Apelację od wyroku wywiódł pozwany zaskarżając go w całości i zarzucając błąd w ustaleniach faktycznych mający wpływ na rozstrzygnięcie sprawy polegający na przyjęciu, iż zachodzą podstawy do uznania, że wnioskodawczyni zawarła z płatnikiem składek umowę o pracę z zamiarem faktycznej jej realizacji, podczas gdy okoliczności sprawy świadczą o tym, że umowa została zawarta jedynie w celu uzyskania świadczeń z ubezpieczeń społecznych, konsekwencją, czego jest naruszenie norm prawa materialnego, tj. art.6 ust. l pkt 1, art.11 ust. l, art.12 ust. l ustawy o systemie ubezpieczeń społecznych, a także art.58 § 2 i art. 83 § 1 k.c., art. 22 § 1 k.p. oraz naruszenie przepisów prawa procesowego, tj. art. 233 § 1 k.p.c. poprzez przekroczenie granic swobodnej oceny dowodów oraz niewszechstronną, dowolną, niezgodną z zasadami logii i doświadczenia życiowego ocenę zebranego w sprawie materiału dowodowego.

Powołując się na powyższą podstawę apelacji skarżący wniósł o zmianę zaskarżonego wyroku i oddalenie odwołania, względnie o jego uchylenie i przekazanie sprawy Sądowi I instancji do ponownego rozpoznania oraz o zasądzenie kosztów zastępstwa procesowego według norm przepisanych.

Uzasadniając swoje stanowisko pozwany wskazał, iż nie sposób zgodzić się z twierdzeniem Sądu, że płatnik po przejściu ubezpieczonej na urlop macierzyński zatrudnił nową księgową. Z danych będących w posiadaniu organu rentowego wynika, iż stan zatrudnienia u płatnika w 2015 r. wynosił 2 etaty. Płatnik zatrudnił w dniu 18 maja 2015 r. E. M. (1), jednakże z dniem 31 maja 2015 r. ustał stosunek pracy innego pracownika E. M. (2). M. W. (1) jest zatrudniona u płatnika od 1 stycznia 2014 r.
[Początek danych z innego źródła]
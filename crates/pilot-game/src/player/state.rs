//! Movement state machine
//!
//! Four modes, chosen each tick from the grounded flag reported by the
//! collision resolver, the crouch intent and the current horizontal speed.
//! The previous mode never influences the choice; it only decides whether
//! the enter/exit hooks fire.

use glam::Vec3;
use pilot_core::horizontal_speed;
use serde::{Deserialize, Serialize};
use tracing::debug;

use crate::input::MotionIntent;

use super::MovementConfig;

/// Speed above the sprint cap needed before crouching turns into a slide
pub const SLIDE_SPEED_MARGIN: f32 = 0.1;

/// Movement mode of a character
#[derive(Debug, Clone, Copy, PartialEq, Eq, Hash, Default, Serialize, Deserialize)]
pub enum MovementState {
    /// On a walkable floor, walking or sprinting
    Grounded,
    /// Not supported by a floor
    #[default]
    Airborne,
    /// On a floor with crouch held at low speed
    Crouched,
    /// On a floor with crouch held above sprint speed
    Sliding,
}

impl MovementState {
    pub fn is_grounded(self) -> bool {
        !matches!(self, MovementState::Airborne)
    }

    /// Crouched and sliding both use the short collision shape
    pub fn is_crouching(self) -> bool {
        matches!(self, MovementState::Crouched | MovementState::Sliding)
    }
}

/// Pick the mode for this tick
pub fn select_state(
    grounded: bool,
    intent: &MotionIntent,
    velocity: Vec3,
    config: &MovementConfig,
) -> MovementState {
    if !grounded {
        MovementState::Airborne
    } else if intent.crouch && horizontal_speed(velocity) >= config.slide_threshold() {
        MovementState::Sliding
    } else if intent.crouch {
        MovementState::Crouched
    } else {
        MovementState::Grounded
    }
}

/// Side effects tied to entering and leaving a mode
pub trait StateHooks {
    fn on_exit(&mut self, _state: MovementState) {}
    fn on_enter(&mut self, _state: MovementState) {}
}

impl StateHooks for () {}

/// Owns the current mode and runs the hooks around changes
#[derive(Debug, Clone, Default)]
pub struct StateMachine {
    current: MovementState,
}

impl StateMachine {
    /// Start in the given mode without firing any hook
    pub fn new(initial: MovementState) -> Self {
        Self { current: initial }
    }

    pub fn current(&self) -> MovementState {
        self.current
    }

    /// Run one transition; hooks fire only when the mode actually changes
    pub fn transition(
        &mut self,
        grounded: bool,
        intent: &MotionIntent,
        velocity: Vec3,
        config: &MovementConfig,
        hooks: &mut impl StateHooks,
    ) -> MovementState {
        let next = select_state(grounded, intent, velocity, config);
        self.set_state(next, hooks);
        next
    }

    /// Force a mode, running the hooks if it differs from the current one
    pub fn set_state(&mut self, next: MovementState, hooks: &mut impl StateHooks) {
        if self.current == next {
            return;
        }

        debug!(from = ?self.current, to = ?next, "Movement state changed");
        hooks.on_exit(self.current);
        self.current = next;
        hooks.on_enter(next);
    }
}
use thiserror::Error;

/// Rejected movement tuning, reported when a controller is built
#[derive(Debug, Clone, PartialEq, Error)]
pub enum ConfigError {
    #[error("movement parameter '{field}' must be non-negative and finite, got {value}")]
    Negative { field: &'static str, value: f32 },

    #[error("movement parameter '{field}' must be positive and finite, got {value}")]
    NonPositive { field: &'static str, value: f32 },

    #[error("max slope must be strictly between 0 and 90 degrees, got {0}")]
    InvalidSlope(f32),

    #[error("crouch height ({crouch}) is taller than standing height ({standing})")]
    CrouchTallerThanStanding { crouch: f32, standing: f32 },
}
W dniu 25 lutego 2016 r. płatnik zgłosił do ubezpieczeń społecznych A. W., którą zatrudnił na podstawie umowy zlecenia z podstawą wymiaru składek za luty 2016 r.- 0,00 zł, marzec – 2016 r. - 140,00 zł, kwiecień – maj 2016 r. - 475,00 zł. Zatem twierdzenie, że po stronie płatnika istniała rzeczywista potrzeba zatrudnienia ubezpieczonej budzi uzasadnione wątpliwości.
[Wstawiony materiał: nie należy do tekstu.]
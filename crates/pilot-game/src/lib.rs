//! Pilot Game - First-person movement logic
//!
//! Provides input intent, camera look, and the player movement core.

pub mod camera;
pub mod error;
pub mod input;
pub mod player;

pub use camera::{CameraBasis, LookConfig, LookController};
pub use error::ConfigError;
pub use input::{InputAction, InputState, MotionIntent, MoveAxes};
pub use player::{
    integrate, select_state, CrouchShape, Integration, MovementConfig, MovementState,
    PlayerController, SprintLatch, StateHooks, StateMachine, TickReport,
};
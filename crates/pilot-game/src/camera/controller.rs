//! First-person mouse look

use glam::{Vec2, Vec3};

use super::LookConfig;

/// Horizontal forward/right unit vectors of the camera
#[derive(Debug, Clone, Copy, PartialEq)]
pub struct CameraBasis {
    pub forward: Vec3,
    pub right: Vec3,
}

impl CameraBasis {
    /// Basis for a yaw angle in radians (yaw 0 looks down -Z)
    pub fn from_yaw(yaw: f32) -> Self {
        let (sin, cos) = yaw.sin_cos();
        Self {
            forward: Vec3::new(sin, 0.0, -cos),
            right: Vec3::new(cos, 0.0, sin),
        }
    }
}

impl Default for CameraBasis {
    fn default() -> Self {
        Self::from_yaw(0.0)
    }
}

/// Accumulates yaw and pitch from mouse motion
#[derive(Debug, Clone)]
pub struct LookController {
    /// Configuration
    pub config: LookConfig,
    /// Yaw rotation in radians (horizontal)
    pub yaw: f32,
    /// Pitch rotation in radians (vertical)
    pub pitch: f32,
}

impl LookController {
    /// Create a new look controller
    pub fn new() -> Self {
        Self::with_config(LookConfig::default())
    }

    /// Create a look controller with custom config
    pub fn with_config(config: LookConfig) -> Self {
        Self {
            config,
            yaw: 0.0,
            pitch: 0.0,
        }
    }

    /// Apply a mouse delta in pixels
    pub fn handle_mouse_look(&mut self, mouse_delta: Vec2) {
        let sensitivity = self.config.sensitivity_degrees.to_radians();
        self.yaw += mouse_delta.x * sensitivity;
        self.set_pitch(self.pitch - mouse_delta.y * sensitivity);
    }

    /// Set the camera yaw directly
    pub fn set_yaw(&mut self, yaw: f32) {
        self.yaw = yaw;
    }

    /// Set the camera pitch directly
    pub fn set_pitch(&mut self, pitch: f32) {
        let pitch_min = self.config.pitch_min.to_radians();
        let pitch_max = self.config.pitch_max.to_radians();
        self.pitch = pitch.clamp(pitch_min, pitch_max);
    }

    /// Full view direction including pitch
    pub fn look_direction(&self) -> Vec3 {
        let cos_pitch = self.pitch.cos();
        Vec3::new(
            self.yaw.sin() * cos_pitch,
            self.pitch.sin(),
            -self.yaw.cos() * cos_pitch,
        )
    }

    /// Horizontal basis consumed by the movement intent
    pub fn basis(&self) -> CameraBasis {
        CameraBasis::from_yaw(self.yaw)
    }
}

impl Default for LookController {
    fn default() -> Self {
        Self::new()
    }
}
W ocenie pozwanego zebrany w sprawie materiał dowodowy jednoznacznie wskazuje, że stanowisko pracy dla J. C. zostało stworzone wyłącznie na potrzeby roszczenia o zasiłek.

Nie bez znaczenia jest również okoliczność, iż aby skorzystać z bonu zatrudnieniowego to ubezpieczona sama miała znaleźć pracodawcę, który by ją zatrudniłby.

Dodatkowo pozwany zaznaczył, że twierdzeniom wnioskodawczyni, jakoby faktycznie świadczyła pracę przeczą również zeznania świadka - J. O., która podała, że z ubezpieczoną poznały się około czerwca - lipca 2015 r. Świadek podała, że widywała wnioskodawczynię codziennie, kilka razy dziennie, podczas jej pracy w Biurze (...), gdzie pracowała godzinach od 7.00 do 15.00. Zeznania te wobec, faktu urodzenia przez ubezpieczoną dziecka w dniu (...) oraz związaną z powyższym nieobecnością w pracy są - zdaniem organu ubezpieczeniowego - niewiarygodne.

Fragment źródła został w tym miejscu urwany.